WHAT YOU WILL DO: Output exactly the lines that run from the top of the entries to the line holding "const CALICO_RBAC_MANIFEST: &str", including both of those lines.

DATA FOR THE TASK below:

use crate::remote::{FileMode, RemoteCommand};

const CALICO_RBAC_MANIFEST: &str = "https://docs.projectcalico.org/v3.3/getting-started/kubernetes/installation/hosted/rbac-kdd.yaml";
const CALICO_MANIFEST: &str = "https://docs.projectcalico.org/v3.3/getting-started/kubernetes/installation/hosted/kubernetes-datastore/calico-networking/1.7/calico.yaml";
/// Pod network hard-coded in the upstream Calico manifest
const CALICO_DEFAULT_POD_NETWORK: &str = "192.168.0.0/16";

const DASHBOARD_MANIFEST: &str = "https://raw.githubusercontent.com/kubernetes/dashboard/master/aio/deploy/recommended/kubernetes-dashboard.yaml";
const DASHBOARD_ADMIN_MANIFEST: &str = include_str!("../../manifests/dashboard-admin.yaml");
const DASHBOARD_ADMIN_PATH: &str = "/tmp/dashboard-admin.yaml";

/// Cluster add-on installed from the controller once kubeadm is done
pub trait AddOn {
    fn description(&self) -> &'static str;

    fn commands(&self, host: &str) -> Vec<RemoteCommand>;
}

pub struct CalicoNetworking {
    pod_subnet: String,
}

impl CalicoNetworking {
    pub fn new(pod_subnet: impl Into<String>) -> Self {
        Self {
            pod_subnet: pod_subnet.into(),
        }
    }
}

impl AddOn for CalicoNetworking {
    fn description(&self) -> &'static str {
        "Install Calico networking"
    }

    fn commands(&self, host: &str) -> Vec<RemoteCommand> {
        let download = format!(
            "curl {} -o /tmp/rbac-kdd.yaml && curl {} -o /tmp/calico.yaml",
            CALICO_RBAC_MANIFEST, CALICO_MANIFEST
        );
        let set_pod_network = format!(
            "sed -i 's/{}/{}/g' /tmp/calico.yaml",
            CALICO_DEFAULT_POD_NETWORK.replace('/', "\\/"),
            self.pod_subnet.replace('/', "\\/")
        );
        let apply = "kubectl apply -f /tmp/rbac-kdd.yaml && kubectl apply -f /tmp/calico.yaml";
        vec![RemoteCommand::shell(
            host,
            format!("{} && {} && {}", download, set_pod_network, apply),
            self.description(),
        )]
    }
}

/// Kubernetes dashboard plus a cluster-admin service account
pub struct KubernetesDashboard;

impl AddOn for KubernetesDashboard {
    fn description(&self) -> &'static str {
        "Install Kubernetes dashboard"
    }

    fn commands(&self, host: &str) -> Vec<RemoteCommand> {
        vec![
            RemoteCommand::copy_file(
                host,
                DASHBOARD_ADMIN_MANIFEST,
                DASHBOARD_ADMIN_PATH,
                FileMode::ReadOnly,
                "Copy dashboard admin manifest to cluster",
            ),
            RemoteCommand::shell(
                host,
                format!("kubectl apply -f {}", DASHBOARD_ADMIN_PATH),
                "Create dashboard admin user",
            ),
            RemoteCommand::shell(
                host,
                format!("kubectl apply -f {}", DASHBOARD_MANIFEST),
                self.description(),
            ),
        ]
    }
}

#[cfg(test)]
mod tests {
    use super::*;

    #[test]
    fn test_calico_rewrites_pod_network() {
        let commands = CalicoNetworking::new("10.100.0.0/16").commands("h1");
        assert_eq!(commands.len(), 1);
        match &commands[0] {
            RemoteCommand::Shell { command_line, .. } => {
                assert!(command_line.contains("s/192.168.0.0\\/16/10.100.0.0\\/16/g"));
                assert!(command_line.ends_with("kubectl apply -f /tmp/calico.yaml"));
            }
            other => panic!("unexpected command: {:?}", other),
        }
    }

    #[test]
    fn test_dashboard_uploads_embedded_manifest() {
        let commands = KubernetesDashboard.commands("h1");
        assert_eq!(commands.len(), 3);
        match &commands[0] {
            RemoteCommand::CopyFile { content, path, .. } => {
                assert_eq!(path, DASHBOARD_ADMIN_PATH);
                assert!(String::from_utf8_lossy(content).contains("name: cluster-admin"));
            }
            other => panic!("unexpected command: {:?}", other),
        }
        let descriptions: std::collections::HashSet<_> =
            commands.iter().map(|c| c.description()).collect();
        assert_eq!(descriptions.len(), 3);
    }
}
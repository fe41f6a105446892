use std::fmt;

use serde::{Deserialize, Serialize};

use crate::error::RemoteError;

/// Permissions of a copied file
#[derive(Debug, Clone, Copy, PartialEq, Eq, Serialize, Deserialize)]
#[serde(rename_all = "lowercase")]
pub enum FileMode {
    /// Owner read only (keys)
    Private,
    ReadOnly,
    Executable,
}

impl FileMode {
    pub fn bits(self) -> u32 {
        match self {
            FileMode::Private => 0o400,
            FileMode::ReadOnly => 0o444,
            FileMode::Executable => 0o744,
        }
    }
}

impl fmt::Display for FileMode {
    fn fmt(&self, f: &mut fmt::Formatter<'_>) -> fmt::Result {
        write!(f, "{:04o}", self.bits())
    }
}

/// One step executed on a remote host
#[derive(Clone, PartialEq, Eq)]
pub enum RemoteCommand {
    Shell {
        host: String,
        command_line: String,
        description: String,
    },
    CopyFile {
        host: String,
        content: Vec<u8>,
        path: String,
        mode: FileMode,
        description: String,
    },
}

impl RemoteCommand {
    pub fn shell(
        host: impl Into<String>,
        command_line: impl Into<String>,
        description: impl Into<String>,
    ) -> Self {
        RemoteCommand::Shell {
            host: host.into(),
            command_line: command_line.into(),
            description: description.into(),
        }
    }

    pub fn copy_file(
        host: impl Into<String>,
        content: impl Into<Vec<u8>>,
        path: impl Into<String>,
        mode: FileMode,
        description: impl Into<String>,
    ) -> Self {
        RemoteCommand::CopyFile {
            host: host.into(),
            content: content.into(),
            path: path.into(),
            mode,
            description: description.into(),
        }
    }

    pub fn host(&self) -> &str {
        match self {
            RemoteCommand::Shell { host, .. } | RemoteCommand::CopyFile { host, .. } => host,
        }
    }

    pub fn description(&self) -> &str {
        match self {
            RemoteCommand::Shell { description, .. }
            | RemoteCommand::CopyFile { description, .. } => description,
        }
    }

    /// Host, description and command line or path must all be non-empty
    pub fn validate(&self) -> Result<(), RemoteError> {
        if self.description().trim().is_empty() {
            return Err(RemoteError::InvalidCommand(format!(
                "command for host '{}' has no description",
                self.host()
            )));
        }
        if self.host().trim().is_empty() {
            return Err(RemoteError::InvalidCommand(format!(
                "'{}' has no target host",
                self.description()
            )));
        }
        let target_empty = match self {
            RemoteCommand::Shell { command_line, .. } => command_line.trim().is_empty(),
            RemoteCommand::CopyFile { path, .. } => path.trim().is_empty(),
        };
        if target_empty {
            return Err(RemoteError::InvalidCommand(format!(
                "'{}' has nothing to run",
                self.description()
            )));
        }
        Ok(())
    }
}

// File contents are often keys; only their size is shown
impl fmt::Debug for RemoteCommand {
    fn fmt(&self, f: &mut fmt::Formatter<'_>) -> fmt::Result {
        match self {
            RemoteCommand::Shell {
                host,
                command_line,
                description,
            } => f
                .debug_struct("Shell")
                .field("host", host)
                .field("command_line", command_line)
                .field("description", description)
                .finish(),
            RemoteCommand::CopyFile {
                host,
                content,
                path,
                mode,
                description,
            } => f
                .debug_struct("CopyFile")
                .field("host", host)
                .field("content_len", &content.len())
                .field("path", path)
                .field("mode", mode)
                .field("description", description)
                .finish(),
        }
    }
}
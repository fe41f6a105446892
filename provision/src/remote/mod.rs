//! Remote command execution over a pluggable transport.

pub mod boot;
pub mod command;
pub mod executor;
pub mod pipeline;
pub mod recording;
pub mod ssh;

pub use boot::{wait_for_all, wait_for_boot, BootWaitPolicy, BOOT_FINISHED_MARKER};
pub use command::{FileMode, RemoteCommand};
pub use executor::RemoteExecutor;
pub use pipeline::{CommandPipeline, PipelineState, StepReport};
pub use recording::{IssuedCommand, RecordingExecutor};
pub use ssh::{SshExecutor, SshSettings};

End of DATA FOR THE TASK.

TASK SOLUTION:
use crate::remote::{FileMode, RemoteCommand};

const CALICO_RBAC_MANIFEST: &str = "https://docs.projectcalico.org/v3.3/getting-started/kubernetes/installation/hosted/rbac-kdd.yaml";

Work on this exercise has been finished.